Exercise objective
What is the number of lines in the data that hold the string "variable"? Reply with that number only.

*** Supplied entries Section Begins ***

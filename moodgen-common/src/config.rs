//! Configuration loading and root folder resolution
//!
//! Resolution priority for every setting:
//! 1. Command-line argument (highest priority, applied by the binary)
//! 2. Environment variable
//! 3. TOML config file
//! 4. Compiled default (fallback)
//!
//! A missing TOML file is not an error: a warning is logged and defaults are used.

use crate::{Error, Result};
use serde::{Deserialize, Serialize};
use std::path::{Path, PathBuf};
use std::time::Duration;
use tracing::{info, warn};

pub const ENV_ROOT_FOLDER: &str = "MOODGEN_ROOT_FOLDER";
pub const ENV_PORT: &str = "MOODGEN_PORT";
pub const ENV_GEMINI_API_KEY: &str = "MOODGEN_GEMINI_API_KEY";
pub const ENV_GENERATOR_URL: &str = "MOODGEN_GENERATOR_URL";

/// Subdirectory of the root folder holding WAV files
pub const AUDIO_DIR_NAME: &str = "generated";

/// Catalog database file name inside the root folder
pub const DATABASE_FILE_NAME: &str = "moodgen.db";

/// Bootstrap configuration loaded from TOML
#[derive(Debug, Clone, Serialize, Deserialize)]
pub struct TomlConfig {
    /// Root folder for generated audio and the catalog database
    #[serde(default)]
    pub root_folder: Option<PathBuf>,

    #[serde(default = "default_host")]
    pub host: String,

    #[serde(default = "default_port")]
    pub port: u16,

    #[serde(default)]
    pub logging: LoggingConfig,

    #[serde(default)]
    pub classifier: ClassifierConfig,

    #[serde(default)]
    pub generator: GeneratorConfig,

    #[serde(default)]
    pub enhancer: EnhancerConfig,

    #[serde(default)]
    pub retention: RetentionConfig,
}

/// Logging configuration
#[derive(Debug, Clone, Serialize, Deserialize)]
pub struct LoggingConfig {
    /// Log level (trace, debug, info, warn, error)
    #[serde(default = "default_log_level")]
    pub level: String,

    /// Log file path (logs to stderr if not specified)
    #[serde(default)]
    pub file: Option<PathBuf>,
}

/// Mood classifier (Gemini) settings
#[derive(Debug, Clone, Serialize, Deserialize)]
pub struct ClassifierConfig {
    #[serde(default = "default_classifier_endpoint")]
    pub endpoint: String,

    #[serde(default = "default_classifier_model")]
    pub model: String,

    /// API key; `MOODGEN_GEMINI_API_KEY` takes precedence
    #[serde(default)]
    pub api_key: Option<String>,

    #[serde(default = "default_classifier_timeout_secs")]
    pub timeout_secs: u64,
}

/// Music generator inference server settings
#[derive(Debug, Clone, Serialize, Deserialize)]
pub struct GeneratorConfig {
    #[serde(default = "default_generator_endpoint")]
    pub endpoint: String,

    #[serde(default = "default_generator_timeout_secs")]
    pub timeout_secs: u64,
}

/// Audio enhancer settings
#[derive(Debug, Clone, Default, Serialize, Deserialize)]
pub struct EnhancerConfig {
    /// Blend the pre-emphasized harmonic component in `harmonize`
    #[serde(default)]
    pub pre_emphasis: bool,
}

/// Lifecycle policy for stored audio files
#[derive(Debug, Clone, Serialize, Deserialize)]
pub struct RetentionConfig {
    /// Files older than this are purged; 0 disables age-based purge
    #[serde(default = "default_ttl_hours")]
    pub ttl_hours: u64,

    /// Upper bound on stored files; oldest are purged first
    #[serde(default = "default_max_files")]
    pub max_files: Option<usize>,

    #[serde(default = "default_sweep_interval_secs")]
    pub sweep_interval_secs: u64,
}

fn default_host() -> String {
    "127.0.0.1".to_string()
}

fn default_port() -> u16 {
    5790
}

fn default_log_level() -> String {
    "info".to_string()
}

fn default_classifier_endpoint() -> String {
    "https://generativelanguage.googleapis.com/v1beta".to_string()
}

fn default_classifier_model() -> String {
    "gemini-1.5-flash".to_string()
}

fn default_classifier_timeout_secs() -> u64 {
    30
}

fn default_generator_endpoint() -> String {
    "http://127.0.0.1:8765".to_string()
}

fn default_generator_timeout_secs() -> u64 {
    600
}

fn default_ttl_hours() -> u64 {
    24
}

fn default_max_files() -> Option<usize> {
    Some(500)
}

fn default_sweep_interval_secs() -> u64 {
    600
}

impl Default for TomlConfig {
    fn default() -> Self {
        Self {
            root_folder: None,
            host: default_host(),
            port: default_port(),
            logging: LoggingConfig::default(),
            classifier: ClassifierConfig::default(),
            generator: GeneratorConfig::default(),
            enhancer: EnhancerConfig::default(),
            retention: RetentionConfig::default(),
        }
    }
}

impl Default for LoggingConfig {
    fn default() -> Self {
        Self {
            level: default_log_level(),
            file: None,
        }
    }
}

impl Default for ClassifierConfig {
    fn default() -> Self {
        Self {
            endpoint: default_classifier_endpoint(),
            model: default_classifier_model(),
            api_key: None,
            timeout_secs: default_classifier_timeout_secs(),
        }
    }
}

impl Default for GeneratorConfig {
    fn default() -> Self {
        Self {
            endpoint: default_generator_endpoint(),
            timeout_secs: default_generator_timeout_secs(),
        }
    }
}

impl Default for RetentionConfig {
    fn default() -> Self {
        Self {
            ttl_hours: default_ttl_hours(),
            max_files: default_max_files(),
            sweep_interval_secs: default_sweep_interval_secs(),
        }
    }
}

impl RetentionConfig {
    /// `None` when age-based purge is disabled or the TTL does not fit in seconds
    pub fn ttl(&self) -> Option<Duration> {
        if self.ttl_hours == 0 {
            return None;
        }
        self.ttl_hours.checked_mul(3600).map(Duration::from_secs)
    }

    pub fn sweep_interval(&self) -> Duration {
        Duration::from_secs(self.sweep_interval_secs.max(1))
    }
}

impl TomlConfig {
    /// Apply environment variable overrides on top of TOML values
    pub fn apply_env_overrides(&mut self) {
        if let Ok(port) = std::env::var(ENV_PORT) {
            match port.parse::<u16>() {
                Ok(p) => self.port = p,
                Err(_) => warn!("Ignoring invalid {}={}", ENV_PORT, port),
            }
        }
        if let Ok(url) = std::env::var(ENV_GENERATOR_URL) {
            if !url.trim().is_empty() {
                self.generator.endpoint = url;
            }
        }
    }
}

/// Default configuration file location (`~/.config/moodgen/moodgen-studio.toml`)
pub fn default_config_path() -> Option<PathBuf> {
    dirs::config_dir().map(|d| d.join("moodgen").join("moodgen-studio.toml"))
}

/// Load TOML configuration, falling back to defaults when the file is missing
pub fn load_toml_config(path: &Path) -> Result<TomlConfig> {
    if !path.exists() {
        warn!(
            "Config file {} not found, using built-in defaults",
            path.display()
        );
        return Ok(TomlConfig::default());
    }

    let content = std::fs::read_to_string(path)
        .map_err(|e| Error::Config(format!("Read TOML failed: {}", e)))?;
    let config: TomlConfig = toml::from_str(&content)
        .map_err(|e| Error::Config(format!("Parse TOML failed: {}", e)))?;

    info!("Loaded configuration from {}", path.display());
    Ok(config)
}

/// Write configuration as TOML, creating parent directories
pub fn write_toml_config(config: &TomlConfig, path: &Path) -> Result<()> {
    if let Some(parent) = path.parent() {
        std::fs::create_dir_all(parent)?;
    }
    let content = toml::to_string_pretty(config)
        .map_err(|e| Error::Config(format!("Serialize TOML failed: {}", e)))?;
    std::fs::write(path, content)?;
    Ok(())
}

/// Resolve the root folder: CLI > `MOODGEN_ROOT_FOLDER` > TOML > platform default
pub fn resolve_root_folder(cli_arg: Option<&Path>, config: &TomlConfig) -> PathBuf {
    if let Some(path) = cli_arg {
        return path.to_path_buf();
    }

    if let Ok(path) = std::env::var(ENV_ROOT_FOLDER) {
        if !path.trim().is_empty() {
            return PathBuf::from(path);
        }
    }

    if let Some(path) = &config.root_folder {
        return path.clone();
    }

    get_default_root_folder()
}

/// OS-dependent default root folder
pub fn get_default_root_folder() -> PathBuf {
    dirs::data_local_dir()
        .map(|d| d.join("moodgen"))
        .unwrap_or_else(|| PathBuf::from("./moodgen_data"))
}

/// Resolve the classifier API key: environment first, then TOML
pub fn resolve_classifier_api_key(config: &ClassifierConfig) -> Result<String> {
    let env_key = std::env::var(ENV_GEMINI_API_KEY)
        .ok()
        .filter(|k| is_valid_key(k));
    let toml_key = config.api_key.clone().filter(|k| is_valid_key(k));

    if env_key.is_some() && toml_key.is_some() {
        warn!("Classifier API key found in environment and TOML. Using environment.");
    }

    if let Some(key) = env_key {
        info!("Classifier API key loaded from environment variable");
        return Ok(key);
    }
    if let Some(key) = toml_key {
        info!("Classifier API key loaded from TOML config");
        return Ok(key);
    }

    Err(Error::Config(format!(
        "Classifier API key not configured. Set {} or classifier.api_key in the TOML config",
        ENV_GEMINI_API_KEY
    )))
}

/// Validate API key (non-empty, non-whitespace)
pub fn is_valid_key(key: &str) -> bool {
    !key.trim().is_empty()
}

/// Creates the root folder layout on startup
pub struct RootFolderInitializer {
    root_folder: PathBuf,
}

impl RootFolderInitializer {
    pub fn new(root_folder: PathBuf) -> Self {
        Self { root_folder }
    }

    /// Create root and audio directories if missing
    pub fn ensure_directory_exists(&self) -> Result<()> {
        std::fs::create_dir_all(self.audio_dir())?;
        Ok(())
    }

    pub fn root_folder(&self) -> &Path {
        &self.root_folder
    }

    pub fn audio_dir(&self) -> PathBuf {
        self.root_folder.join(AUDIO_DIR_NAME)
    }

    pub fn database_path(&self) -> PathBuf {
        self.root_folder.join(DATABASE_FILE_NAME)
    }
}

#[cfg(test)]
mod tests {
    use super::*;

    #[test]
    fn test_defaults() {
        let config = TomlConfig::default();
        assert_eq!(config.port, 5790);
        assert_eq!(config.logging.level, "info");
        assert_eq!(config.classifier.model, "gemini-1.5-flash");
        assert!(!config.enhancer.pre_emphasis);
        assert_eq!(config.retention.ttl(), Some(Duration::from_secs(24 * 3600)));
    }

    #[test]
    fn test_partial_toml_fills_defaults() {
        let config: TomlConfig = toml::from_str(
            r#"
            port = 6000

            [enhancer]
            pre_emphasis = true
            "#,
        )
        .unwrap();
        assert_eq!(config.port, 6000);
        assert!(config.enhancer.pre_emphasis);
        assert_eq!(config.host, "127.0.0.1");
        assert_eq!(config.retention.max_files, Some(500));
    }

    #[test]
    fn test_zero_ttl_disables_age_purge() {
        let retention = RetentionConfig {
            ttl_hours: 0,
            ..Default::default()
        };
        assert_eq!(retention.ttl(), None);
    }

    #[test]
    fn test_huge_ttl_does_not_overflow() {
        let retention = RetentionConfig {
            ttl_hours: u64::MAX,
            ..Default::default()
        };
        assert_eq!(retention.ttl(), None);

        let retention = RetentionConfig {
            ttl_hours: u64::MAX / 3600,
            ..Default::default()
        };
        assert_eq!(retention.ttl(), Some(Duration::from_secs(u64::MAX / 3600 * 3600)));
    }

    #[test]
    fn test_initializer_layout() {
        let init = RootFolderInitializer::new(PathBuf::from("/srv/moodgen"));
        assert_eq!(init.audio_dir(), PathBuf::from("/srv/moodgen/generated"));
        assert_eq!(init.database_path(), PathBuf::from("/srv/moodgen/moodgen.db"));
    }
}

*** Supplied entries Section Ends ***

Task output
3